→ WORK INSTRUCTIONS: Look through the records below for the line with "prop_assert_eq!(&*received.notes, &merged);" and the line with "pub async fn", then return those lines and all lines between, exactly.

┌─ THE RECORDS

//! Error Types for the tiernote API
//!
//! This module defines error handling for the server layer:
//! - ApiError struct for structured error responses
//! - ErrorCode enum for categorizing errors
//! - IntoResponse implementation rendering `{"error": "<message>"}`
//!
//! Startup failures use the same type, so `main` has a single error path.

use axum::{
    http::StatusCode,
    response::{IntoResponse, Response},
    Json,
};
use serde::{Deserialize, Serialize};
use std::fmt;
use tiernote_core::NoteError;
use tiernote_storage::LmdbCacheError;

// ============================================================================
// ERROR CODE ENUM
// ============================================================================

/// Error codes for API responses.
#[derive(Debug, Clone, Copy, PartialEq, Eq, Hash, Serialize, Deserialize)]
#[serde(rename_all = "SCREAMING_SNAKE_CASE")]
pub enum ErrorCode {
    /// Request or configuration contains invalid input data
    InvalidInput,

    /// A storage tier could not be reached
    ServiceUnavailable,

    /// Database connection pool exhausted
    ConnectionPoolExhausted,

    /// Database operation failed
    DatabaseError,

    /// Internal server error
    InternalError,
}

impl ErrorCode {
    /// Get the HTTP status code for this error code.
    pub fn status_code(&self) -> StatusCode {
        match self {
            ErrorCode::InvalidInput => StatusCode::BAD_REQUEST,

            ErrorCode::ServiceUnavailable | ErrorCode::ConnectionPoolExhausted => {
                StatusCode::SERVICE_UNAVAILABLE
            }

            ErrorCode::InternalError | ErrorCode::DatabaseError => {
                StatusCode::INTERNAL_SERVER_ERROR
            }
        }
    }

    /// Get a default message for this error code.
    pub fn default_message(&self) -> &'static str {
        match self {
            ErrorCode::InvalidInput => "Invalid input data",
            ErrorCode::ServiceUnavailable => "Service temporarily unavailable",
            ErrorCode::ConnectionPoolExhausted => "Connection pool exhausted",
            ErrorCode::DatabaseError => "Database operation failed",
            ErrorCode::InternalError => "Internal server error",
        }
    }
}

impl fmt::Display for ErrorCode {
    fn fmt(&self, f: &mut fmt::Formatter<'_>) -> fmt::Result {
        write!(f, "{:?}", self)
    }
}

// ============================================================================
// API ERROR STRUCT
// ============================================================================

/// Error returned by handlers and by server startup.
#[derive(Debug, Clone, PartialEq)]
pub struct ApiError {
    /// Error code categorizing the error
    pub code: ErrorCode,
    /// Human-readable error message, sent to the client as-is
    pub message: String,
}

/// Wire shape of an error response.
#[derive(Debug, Clone, PartialEq, Eq, Serialize, Deserialize)]
pub struct ErrorBody {
    pub error: String,
}

impl ApiError {
    /// Create a new API error with the given code and message.
    pub fn new(code: ErrorCode, message: impl Into<String>) -> Self {
        Self {
            code,
            message: message.into(),
        }
    }

    /// Create a new API error with the given code, using the default message.
    pub fn from_code(code: ErrorCode) -> Self {
        Self::new(code, code.default_message())
    }

    /// Get the HTTP status code for this error.
    pub fn status_code(&self) -> StatusCode {
        self.code.status_code()
    }

    pub fn invalid_input(message: impl Into<String>) -> Self {
        Self::new(ErrorCode::InvalidInput, message)
    }

    pub fn service_unavailable(message: impl Into<String>) -> Self {
        Self::new(ErrorCode::ServiceUnavailable, message)
    }

    pub fn connection_pool_exhausted() -> Self {
        Self::from_code(ErrorCode::ConnectionPoolExhausted)
    }

    pub fn database_error(message: impl Into<String>) -> Self {
        Self::new(ErrorCode::DatabaseError, message)
    }

    pub fn internal_error(message: impl Into<String>) -> Self {
        Self::new(ErrorCode::InternalError, message)
    }
}

impl fmt::Display for ApiError {
    fn fmt(&self, f: &mut fmt::Formatter<'_>) -> fmt::Result {
        write!(f, "{}: {}", self.code, self.message)
    }
}

impl std::error::Error for ApiError {}

// ============================================================================
// AXUM INTEGRATION
// ============================================================================

impl IntoResponse for ApiError {
    fn into_response(self) -> Response {
        let status = self.status_code();
        let body = Json(ErrorBody {
            error: self.message,
        });
        (status, body).into_response()
    }
}

// ============================================================================
// CONVERSIONS
// ============================================================================

impl From<NoteError> for ApiError {
    fn from(err: NoteError) -> Self {
        ApiError::service_unavailable(err.to_string())
    }
}

impl From<LmdbCacheError> for ApiError {
    fn from(err: LmdbCacheError) -> Self {
        ApiError::service_unavailable(format!("cache tier: {}", err))
    }
}

/// Convert from tokio_postgres::Error to ApiError.
impl From<tokio_postgres::Error> for ApiError {
    fn from(err: tokio_postgres::Error) -> Self {
        tracing::error!("Database error: {:?}", err);
        ApiError::database_error("Database operation failed")
    }
}

/// Convert from deadpool_postgres::PoolError to ApiError.
impl From<deadpool_postgres::PoolError> for ApiError {
    fn from(err: deadpool_postgres::PoolError) -> Self {
        tracing::error!("Connection pool error: {:?}", err);

        match err {
            deadpool_postgres::PoolError::Timeout(_) => ApiError::connection_pool_exhausted(),
            deadpool_postgres::PoolError::Closed => {
                ApiError::service_unavailable("Database connection pool is closed")
            }
            _ => ApiError::database_error("Failed to acquire database connection"),
        }
    }
}

/// Result type alias for API operations.
pub type ApiResult<T> = Result<T, ApiError>;

#[cfg(test)]
mod tests {
    use super::*;

    #[test]
    fn test_error_code_status_mapping() {
        assert_eq!(ErrorCode::InvalidInput.status_code(), StatusCode::BAD_REQUEST);
        assert_eq!(
            ErrorCode::ServiceUnavailable.status_code(),
            StatusCode::SERVICE_UNAVAILABLE
        );
        assert_eq!(
            ErrorCode::InternalError.status_code(),
            StatusCode::INTERNAL_SERVER_ERROR
        );
    }

    #[test]
    fn test_note_error_is_service_unavailable() {
        let err: ApiError = NoteError::durable_unavailable("connection refused").into();
        assert_eq!(err.code, ErrorCode::ServiceUnavailable);
        assert!(err.message.contains("durable"));
        assert!(err.message.contains("connection refused"));
    }

    #[tokio::test]
    async fn test_response_body_shape() {
        let response = ApiError::internal_error("Failed to fetch notes").into_response();
        assert_eq!(response.status(), StatusCode::INTERNAL_SERVER_ERROR);

        let bytes = axum::body::to_bytes(response.into_body(), usize::MAX)
            .await
            .unwrap();
        let body: serde_json::Value = serde_json::from_slice(&bytes).unwrap();
        assert_eq!(body, serde_json::json!({ "error": "Failed to fetch notes" }));
    }

    #[test]
    fn test_error_display() {
        let err = ApiError::database_error("Connection failed");
        let display = format!("{}", err);

        assert!(display.contains("DatabaseError"));
        assert!(display.contains("Connection failed"));
    }
}
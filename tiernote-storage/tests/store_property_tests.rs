//! Property-Based Tests for the Tiered Note Store
//!
//! **Property 1: Id Uniqueness**
//! Every added note gets an id distinct from all others.
//!
//! **Property 2: Merge Correctness**
//! After any sequential mix of adds and deletes, `all_notes()` holds exactly
//! the live notes, durable-tier notes first, and each publication equals the
//! merged read right after its mutation.
//!
//! **Property 3: Bounded Cache**
//! The cache never holds more than the threshold between mutations.

use std::collections::HashSet;

use proptest::prelude::*;
use proptest::test_runner::TestCaseError;
use tiernote_storage::{Eviction, MutationKind};
use tiernote_test_utils::assertions::ids;
use tiernote_test_utils::fixtures::{added, memory_store, UNKNOWN_ID};
use tiernote_test_utils::generators::{arb_note_ops, arb_note_text, arb_threshold, NoteOp};
use tiernote_test_utils::NoteId;
use tokio::runtime::Runtime;

fn test_runtime() -> Result<Runtime, TestCaseError> {
    Runtime::new().map_err(|e| TestCaseError::fail(format!("Failed to create runtime: {}", e)))
}

/// Reference model: which live ids sit in which tier, in tier order.
#[derive(Debug, Default)]
struct Model {
    durable: Vec<NoteId>,
    cache: Vec<NoteId>,
}

impl Model {
    fn live(&self) -> Vec<NoteId> {
        self.durable.iter().chain(self.cache.iter()).cloned().collect()
    }

    fn add(&mut self, id: NoteId, threshold: usize) -> bool {
        self.cache.push(id);
        if self.cache.len() > threshold {
            self.durable.append(&mut self.cache);
            true
        } else {
            false
        }
    }

    fn delete(&mut self, id: &str) {
        if let Some(index) = self.cache.iter().position(|cached| cached == id) {
            self.cache.remove(index);
        } else {
            self.durable.retain(|stored| stored != id);
        }
    }
}

proptest! {
    #![proptest_config(ProptestConfig::with_cases(100))]

    #[test]
    fn prop_added_ids_are_unique(
        texts in prop::collection::vec(arb_note_text(), 1..60),
        threshold in arb_threshold(),
    ) {
        let rt = test_runtime()?;
        rt.block_on(async {
            let tiers = memory_store(threshold);
            let mut seen = HashSet::new();
            for text in texts {
                let mutation = tiers.store.add(text.clone()).await
                    .map_err(|e| TestCaseError::fail(format!("add failed: {}", e)))?;
                let record = added(&mutation);
                prop_assert_eq!(&record.text, &text);
                prop_assert!(seen.insert(record.id.clone()), "duplicate id {}", record.id);
            }
            Ok(())
        })?;
    }

    #[test]
    fn prop_merged_read_matches_model(
        ops in arb_note_ops(80),
        threshold in arb_threshold(),
    ) {
        let rt = test_runtime()?;
        rt.block_on(async {
            let tiers = memory_store(threshold);
            let mut rx = tiers.bus().subscribe();
            let mut model = Model::default();

            for op in ops {
                let mutation = match op {
                    NoteOp::Add(text) => {
                        let m = tiers.store.add(text).await
                            .map_err(|e| TestCaseError::fail(format!("add failed: {}", e)))?;
                        let evicted = model.add(added(&m).id.clone(), threshold);
                        prop_assert_eq!(
                            matches!(m.eviction, Some(Eviction::Evicted { .. })),
                            evicted
                        );
                        m
                    }
                    NoteOp::DeleteExisting(index) => {
                        let live = model.live();
                        let id = if live.is_empty() {
                            UNKNOWN_ID.to_string()
                        } else {
                            live[index % live.len()].clone()
                        };
                        model.delete(&id);
                        tiers.store.delete(&id).await
                            .map_err(|e| TestCaseError::fail(format!("delete failed: {}", e)))?
                    }
                    NoteOp::DeleteUnknown => {
                        tiers.store.delete(UNKNOWN_ID).await
                            .map_err(|e| TestCaseError::fail(format!("delete failed: {}", e)))?
                    }
                };

                let merged = tiers.store.all_notes().await
                    .map_err(|e| TestCaseError::fail(format!("read failed: {}", e)))?;
                prop_assert_eq!(ids(&merged), model.live());
                prop_assert_eq!(ids(&tiers.cache.snapshot()), model.cache.clone());
                prop_assert_eq!(ids(&tiers.durable.snapshot()), model.durable.clone());
                prop_assert!(tiers.cache.snapshot().len() <= threshold);

                let received = rx.try_recv()
                    .map_err(|e| TestCaseError::fail(format!("missing publication: {}", e)))?;
                prop_assert_eq!(&received, &mutation.published);
                prop_assert_eq!(&*received.notes, &merged);

                if let MutationKind::Deleted { id, .. } = &mutation.kind {
                    prop_assert!(!ids(&merged).contains(id));
                }
            }
            Ok(())
        })?;
    }
}
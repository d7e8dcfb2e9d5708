//! Note read endpoint.

use std::sync::Arc;

use axum::{extract::State, routing::get, Json, Router};
use tiernote_core::NoteRecord;
use tiernote_storage::NoteStore;

use crate::error::{ApiError, ApiResult};
use crate::state::AppState;

/// GET /fetchAllnotes - durable notes followed by cached notes.
///
/// Any tier failure is reported as a plain 500 without details.
pub async fn fetch_all_notes(
    State(store): State<Arc<NoteStore>>,
) -> ApiResult<Json<Vec<NoteRecord>>> {
    let notes = store.all_notes().await.map_err(|e| {
        tracing::error!(error = %e, "Error fetching notes");
        ApiError::internal_error("Failed to fetch notes")
    })?;
    Ok(Json(notes))
}

pub fn create_router() -> Router<AppState> {
    Router::new().route("/fetchAllnotes", get(fetch_all_notes))
}
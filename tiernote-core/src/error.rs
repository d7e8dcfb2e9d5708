//! Error types for tiernote operations

use std::fmt;
use thiserror::Error;

/// Which storage tier an operation touched.
#[derive(Debug, Clone, Copy, PartialEq, Eq, Hash)]
pub enum Tier {
    /// The fast, size-bounded tier.
    Cache,
    /// The unbounded persistent tier.
    Durable,
}

impl Tier {
    pub fn as_str(&self) -> &'static str {
        match self {
            Tier::Cache => "cache",
            Tier::Durable => "durable",
        }
    }
}

impl fmt::Display for Tier {
    fn fmt(&self, f: &mut fmt::Formatter<'_>) -> fmt::Result {
        f.write_str(self.as_str())
    }
}

/// Errors raised by the note store.
///
/// Deleting an unknown id is not an error, and text is never validated, so
/// tier failures are the only failure mode.
#[derive(Debug, Clone, Error, PartialEq, Eq)]
pub enum NoteError {
    /// Connection, transaction or (de)serialization failure on a tier.
    #[error("{tier} tier unavailable: {reason}")]
    TierUnavailable { tier: Tier, reason: String },
}

impl NoteError {
    pub fn cache_unavailable(reason: impl Into<String>) -> Self {
        NoteError::TierUnavailable {
            tier: Tier::Cache,
            reason: reason.into(),
        }
    }

    pub fn durable_unavailable(reason: impl Into<String>) -> Self {
        NoteError::TierUnavailable {
            tier: Tier::Durable,
            reason: reason.into(),
        }
    }

    /// Prefix the reason with what the caller had already done.
    pub fn with_context(self, context: impl std::fmt::Display) -> Self {
        match self {
            NoteError::TierUnavailable { tier, reason } => NoteError::TierUnavailable {
                tier,
                reason: format!("{}: {}", context, reason),
            },
        }
    }

    /// The tier that failed.
    pub fn tier(&self) -> Tier {
        match self {
            NoteError::TierUnavailable { tier, .. } => *tier,
        }
    }
}

/// Result type alias for note store operations.
pub type NoteResult<T> = Result<T, NoteError>;

#[cfg(test)]
mod tests {
    use super::*;

    #[test]
    fn test_tier_unavailable_display() {
        let err = NoteError::cache_unavailable("connection refused");
        let msg = format!("{}", err);
        assert!(msg.contains("cache tier unavailable"));
        assert!(msg.contains("connection refused"));
    }

    #[test]
    fn test_error_reports_tier() {
        assert_eq!(NoteError::cache_unavailable("x").tier(), Tier::Cache);
        assert_eq!(NoteError::durable_unavailable("x").tier(), Tier::Durable);
    }

    #[test]
    fn test_context_keeps_tier() {
        let err = NoteError::durable_unavailable("timeout").with_context("copying 3 notes");
        assert_eq!(err.tier(), Tier::Durable);
        assert_eq!(
            err.to_string(),
            "durable tier unavailable: copying 3 notes: timeout"
        );
    }
}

└─

→ THE ANSWER:
                prop_assert_eq!(&*received.notes, &merged);

                if let MutationKind::Deleted { id, .. } = &mutation.kind {
                    prop_assert!(!ids(&merged).contains(id));
                }
            }
            Ok(())
        })?;
    }
}
repository d7e8dcfb2e9d5708
//! Note read endpoint.

use std::sync::Arc;

use axum::{extract::State, routing::get, Json, Router};
use tiernote_core::NoteRecord;
use tiernote_storage::NoteStore;

use crate::error::{ApiError, ApiResult};
use crate::state::AppState;

/// GET /fetchAllnotes - durable notes followed by cached notes.
///
/// Any tier failure is reported as a plain 500 without details.
pub async fn fetch_all_notes(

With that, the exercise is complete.